01-20-2002, 12:50 PM
(Edited by knobby at 9:47 pm on Feb. 17, 2002)
01-20-2002, 07:08 PM
I think I'm going to try mechanical this year. ###I have always used fixed, but I'm going to try turkey hunting with my bow this year. ###I have read that this is the way to go when turkey hunting with a bow.
01-22-2002, 09:19 AM
I still think that there is no way a mechanical head could be as effective when shooting a quartering away shot at an animal. The physics just don't jive to me. I would think you would lose too much energy when the one side hits bone first and opens before the other side does and causes the arrow to twist. Maybe I am wrong though. Just think about it though and visualize it. I am sure that broadside they would work fine but it is not worth risking it to me if the shot of a lifetime ever comes and it is quartering away.

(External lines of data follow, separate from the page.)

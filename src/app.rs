use crate::dashboard::Dashboard;
use crate::error::{Result, SelectionError};
use crate::filter::{MAX_YEAR, MIN_YEAR};
use crate::map::BaseMap;
use crate::view::{self, Page};

/// Sidebar control receiving keyboard input
#[derive(Clone, Copy, Debug, PartialEq, Eq)]
pub enum Focus {
    Region,
    Country,
    From,
    To,
}

impl Focus {
    const ORDER: [Focus; 4] = [Focus::Region, Focus::Country, Focus::From, Focus::To];

    fn position(self) -> usize {
        Self::ORDER.iter().position(|&f| f == self).unwrap_or(0)
    }

    pub fn next(self) -> Self {
        Self::ORDER[(self.position() + 1) % Self::ORDER.len()]
    }

    pub fn prev(self) -> Self {
        Self::ORDER[(self.position() + Self::ORDER.len() - 1) % Self::ORDER.len()]
    }
}

/// Application state
pub struct App {
    pub dashboard: Dashboard,
    pub basemap: BaseMap,
    /// Page for the filter revision it records
    pub page: Page,
    pub focus: Focus,
    /// Last rejected selection or failed render pass
    pub notice: Option<String>,
    pub should_quit: bool,
}

impl App {
    pub fn new(dashboard: Dashboard, basemap: BaseMap) -> Result<Self> {
        let page = view::compose(&dashboard)?;
        Ok(Self {
            dashboard,
            basemap,
            page,
            focus: Focus::Region,
            notice: None,
            should_quit: false,
        })
    }

    /// Rebuild the page if the filter changed since it was composed.
    /// A failed pass keeps the previous page and reports the error.
    pub fn refresh(&mut self) {
        let revision = self.dashboard.filter().revision();
        if revision == self.page.revision {
            return;
        }
        match view::compose(&self.dashboard) {
            Ok(page) => {
                log::debug!("Recomputed page for revision {}", revision);
                self.page = page;
            }
            Err(e) => {
                log::error!("Render pass failed: {}", e);
                self.notice = Some(e.to_string());
            }
        }
    }

    pub fn focus_next(&mut self) {
        self.focus = self.focus.next();
    }

    pub fn focus_prev(&mut self) {
        self.focus = self.focus.prev();
    }

    /// Move the focused control by `delta` steps (items or years).
    /// Steps stop at the list ends, the year bounds and the other handle.
    pub fn adjust(&mut self, delta: i32) {
        let filter = self.dashboard.filter_mut();
        let result = match self.focus {
            Focus::Region => {
                let target = step_index(filter.region_index(), delta, filter.regions().len());
                if target == filter.region_index() {
                    return;
                }
                filter.select_region_at(target)
            }
            Focus::Country => {
                let target = step_index(filter.country_index(), delta, filter.countries().len());
                if target == filter.country_index() {
                    return;
                }
                filter.select_country_at(target)
            }
            Focus::From => {
                let years = filter.years();
                let from = (years.from + delta).clamp(MIN_YEAR, years.to);
                if from == years.from {
                    return;
                }
                filter.set_year_range(from, years.to)
            }
            Focus::To => {
                let years = filter.years();
                let to = (years.to + delta).clamp(years.from, MAX_YEAR);
                if to == years.to {
                    return;
                }
                filter.set_year_range(years.from, to)
            }
        };
        self.apply(result);
    }

    /// Back to the startup selection
    pub fn reset(&mut self) {
        self.dashboard.filter_mut().reset();
        self.apply(Ok(()));
    }

    /// Request quit
    pub fn quit(&mut self) {
        self.should_quit = true;
    }

    fn apply(&mut self, result: std::result::Result<(), SelectionError>) {
        match result {
            Ok(()) => {
                self.notice = None;
                self.refresh();
            }
            Err(e) => {
                log::debug!("Rejected selection: {}", e);
                self.notice = Some(e.to_string());
            }
        }
    }
}

/// Clamp-step an index within `len` items
fn step_index(current: usize, delta: i32, len: usize) -> usize {
    let max = len.saturating_sub(1) as i64;
    (current as i64 + delta as i64).clamp(0, max) as usize
}
//! Terminal dashboard over the Global Terrorism Database: a region, country
//! and year-range filter driving an incident map, a yearly trend chart and a
//! casualty breakdown.

pub mod aggregate;
pub mod app;
pub mod braille;
pub mod chart;
pub mod config;
pub mod dashboard;
pub mod data;
pub mod error;
pub mod filter;
pub mod location;
pub mod map;
pub mod ui;
pub mod view;
use crate::aggregate::MapRow;
use crate::location::LatLon;
use ratatui::style::Color;

/// Web-map zoom level the incident map is shown at. Each step doubles
/// the scale; 0 fits the whole world.
pub const MAP_ZOOM: f64 = 3.0;

/// A scatter marker
#[derive(Debug, Clone, PartialEq)]
pub struct Marker {
    pub lat: f64,
    pub lon: f64,
    /// Relative size in [0, 1]; area is proportional to wounds
    pub size: f64,
    pub color: Color,
}

/// Scatter map of incident locations
#[derive(Debug, Clone, PartialEq)]
pub struct MapChart {
    pub center: LatLon,
    pub zoom: f64,
    pub markers: Vec<Marker>,
}

/// One marker per map-view row, centered on the selected country
pub fn render(rows: &[MapRow], center: LatLon) -> MapChart {
    let min_wounds = rows.iter().map(|r| r.wounds).min().unwrap_or(0);
    let max_wounds = rows.iter().map(|r| r.wounds).max().unwrap_or(0);

    let markers = rows
        .iter()
        .map(|row| {
            let size = if max_wounds == 0 {
                0.0
            } else {
                (row.wounds as f64 / max_wounds as f64).sqrt()
            };
            let t = if max_wounds > min_wounds {
                (row.wounds - min_wounds) as f64 / (max_wounds - min_wounds) as f64
            } else {
                0.0
            };
            Marker {
                lat: row.lat,
                lon: row.lon,
                size,
                color: hsv_scale(t),
            }
        })
        .collect();

    MapChart {
        center,
        zoom: MAP_ZOOM,
        markers,
    }
}

/// Cyclic hue scale: red at both ends of [0, 1], through yellow, green,
/// cyan, blue and magenta
pub fn hsv_scale(t: f64) -> Color {
    let hue = t.clamp(0.0, 1.0) * 6.0;
    let sector = hue.floor() as u8;
    let f = hue - hue.floor();
    let rise = (f * 255.0).round() as u8;
    let fall = 255 - rise;

    let (r, g, b) = match sector {
        0 => (255, rise, 0),
        1 => (fall, 255, 0),
        2 => (0, 255, rise),
        3 => (0, fall, 255),
        4 => (rise, 0, 255),
        5 => (255, 0, fall),
        _ => (255, 0, 0),
    };
    Color::Rgb(r, g, b)
}

#[cfg(test)]
mod tests {
    use super::*;

    fn row(city: &str, wounds: u64) -> MapRow {
        MapRow {
            region: "South Asia".into(),
            country: "Pakistan".into(),
            provstate: String::new(),
            city: city.into(),
            year: 2012,
            lat: 30.0,
            lon: 70.0,
            kills: 1,
            wounds,
        }
    }

    const CENTER: LatLon = LatLon { lat: 31.5, lon: 74.3 };

    #[test]
    fn test_one_marker_per_row() {
        let rows = vec![row("a", 0), row("b", 4), row("c", 16)];
        let chart = render(&rows, CENTER);
        assert_eq!(chart.markers.len(), 3);
        assert_eq!(chart.center, CENTER);
        assert_eq!(chart.zoom, MAP_ZOOM);
    }

    #[test]
    fn test_size_scales_with_wounds() {
        let rows = vec![row("a", 0), row("b", 4), row("c", 16)];
        let chart = render(&rows, CENTER);
        let sizes: Vec<f64> = chart.markers.iter().map(|m| m.size).collect();
        assert_eq!(sizes, vec![0.0, 0.5, 1.0]);
        assert_eq!(chart.markers[0].color, Color::Rgb(255, 0, 0));
        assert_ne!(chart.markers[1].color, chart.markers[0].color);
    }

    #[test]
    fn test_no_wounds() {
        let chart = render(&[row("a", 0), row("b", 0)], CENTER);
        assert!(chart.markers.iter().all(|m| m.size == 0.0));
    }

    #[test]
    fn test_zoom_independent_of_spread() {
        let mut far = row("far", 3);
        far.lon = -120.0;
        let chart = render(&[row("a", 1), far], CENTER);
        assert_eq!(chart.zoom, MAP_ZOOM);
    }

    #[test]
    fn test_hsv_scale() {
        assert_eq!(hsv_scale(0.0), Color::Rgb(255, 0, 0));
        assert_eq!(hsv_scale(1.0), Color::Rgb(255, 0, 0));
        assert_eq!(hsv_scale(0.25), Color::Rgb(127, 255, 0));
        assert_eq!(hsv_scale(0.5), Color::Rgb(0, 255, 255));
    }
}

I switched to mechanicals four years ago because I could not get fixed blades to fly properly out of my new faster bow.Since then I have shot 14 deer,wounded none ,missed none.All but one passed through with energy to spare.It was hard to get away from using cut on impact broadheads,but I don't have anything to complain about.
02-20-2002, 03:57 PM
My personal preferance.......NAP Spitfires!!!!!!! great mechanical broadheads. Will not fail.........well lets just say they havent failed me. Bone, trees, rocks well the rocks actually did a good job of stopping them. Ive tried a few different mechanicals and these are the only ones ive found that are even worth trying. If your a turkey hunter.........NAP Gobbler getters. Ive shot a few turkeys with these....they are identical to the Spitfires with the exception of a rounded tip instead of a chisel tip. ###These babies make a cool sound when they hit that big old turkey.....makes tears come to your eyes.
02-27-2002, 12:43 PM
I think the Muzzy corporation explains it best. If you go to this site they will explain the whole issue and it makes sense to me.
02-27-2002, 12:51 PM
I would think you could kill a turkey with a rock. Or even a field point. But, like my pro shop guy says,"If your bow is properly tuned, broadheads and field points will fly exactly the same." It makes no difference which broadheads or fieldpoints I put on my bow, they all fly straight and the same. I don't tune it myself though. Some people like to screw things up themselves. I buy enough stuff from his shop so he keeps mine tuned up for me. I guess I got tired of changing my sights every time I wanted to try a new product.
06-12-2002, 06:48 PM
GUN DOC IS RIGHT. IVE BEEN BOW HUNTING SINCE I WAS 13. I'M 32 NOW. MECHANICAL BLADES ARE FOR PEOPLE WHO DON'T WANT TO SPEND THE TIME TO LEARN THIER EQUIPMENT.THEY ARE EASY TO TUNE BUT ARE NOT AS EFFICIENT AS FIX BLADES. THEY USE A LOT OF ENERGY TO OPEN. DONT GET ME WRONG, THEY 'RE DEADLY WHEN THE DEER IS PERFECTLY BROADSIDE AND 20 YARDS AND IN. BUT AFTER THAT PERFORMANCE DECREASES. NOW HOW MANY TIMES DOES MISTER BUCK COOPERATES? HOW MANY TIMES HE OFFERS THAT PERFECT SHOT? NOT MANY. CUT ON IMPACT BLADES ARE THE BEST OF THE FIX BLADES. NO WASTED ENERGY.BETTER PENATRATION.